GOAL OF THE EXERCISE: Which lines of the entries below run from the one holding "info!(podcast_id = %podcast.id, episodes" to the one holding "the account document.", inclusive? Set down exactly those lines and no others.

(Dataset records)
----

//! Cascading deletion.
//!
//! Modeled as a saga without cross-document transactions: deletions run
//! leaf-first (media → episode → podcast → account), so a failure partway
//! leaves only orphaned-but-harmless leaf state, never a dangling reference
//! to a missing parent. Retrying is safe because blob deletion is
//! idempotent.

use std::sync::Arc;

use chrono::{DateTime, Utc};
use tracing::info;

use podharbor_accounts::Account;
use podharbor_catalog::Podcast;
use podharbor_core::DomainResult;

use crate::media::Media;
use crate::store::{AccountStore, PodcastStore};

#[derive(Clone)]
pub struct DeletionCascade {
    accounts: Arc<dyn AccountStore>,
    podcasts: Arc<dyn PodcastStore>,
    media: Media,
}

impl DeletionCascade {
    pub fn new(
        accounts: Arc<dyn AccountStore>,
        podcasts: Arc<dyn PodcastStore>,
        media: Media,
    ) -> Self {
        Self {
            accounts,
            podcasts,
            media,
        }
    }

    /// Delete one episode by positional index: release its blobs, remove it
    /// from the list (shifting later indices), persist the parent. An
    /// emptied list downgrades the podcast to draft unless it was archived.
    pub async fn delete_episode(
        &self,
        podcast: &mut Podcast,
        index: usize,
        now: DateTime<Utc>,
    ) -> DomainResult<()> {
        let episode = podcast.episode(index)?.clone();

        self.media
            .delete_if_present(episode.audio_path.as_deref())
            .await?;
        self.media
            .delete_if_present(episode.image_path.as_deref())
            .await?;

        podcast.remove_episode(index, now)?;
        self.podcasts.save(podcast).await?;

        info!(podcast_id = %podcast.id, index, "episode deleted");
        Ok(())
    }

    /// Delete a podcast and everything it owns: each episode's blobs
    /// back-to-front, then cover and banner, then the document.
    pub async fn delete_podcast(&self, podcast: Podcast) -> DomainResult<()> {
        for episode in podcast.episodes.iter().rev() {
            self.media
                .delete_if_present(episode.audio_path.as_deref())
                .await?;
            self.media
                .delete_if_present(episode.image_path.as_deref())
                .await?;
        }

        self.media
            .delete_if_present(podcast.cover_path.as_deref())
            .await?;
        self.media
            .delete_if_present(podcast.banner_path.as_deref())
            .await?;

        self.podcasts.delete(podcast.id).await?;

        info!(podcast_id = %podcast.id, episodes = podcast.episodes.len(), "podcast deleted");
        Ok(())
    }

    /// Delete an account and everything it owns: the full cascade for every
    /// owned podcast, then the profile blob, then the account document.
    pub async fn delete_account(&self, account: Account) -> DomainResult<()> {
        let owned = self.podcasts.list_by_owner(account.id).await?;
        let podcast_count = owned.len();
        for podcast in owned {
            self.delete_podcast(podcast).await?;
        }

        self.media
            .delete_if_present(account.profile_path.as_deref())
            .await?;

        self.accounts.delete(account.id).await?;

        info!(account_id = %account.id, podcasts = podcast_count, "account deleted");
        Ok(())
    }
}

----

ANSWER FOR THE TASK:
        info!(podcast_id = %podcast.id, episodes = podcast.episodes.len(), "podcast deleted");
        Ok(())
    }

    /// Delete an account and everything it owns: the full cascade for every
    /// owned podcast, then the profile blob, then the account document.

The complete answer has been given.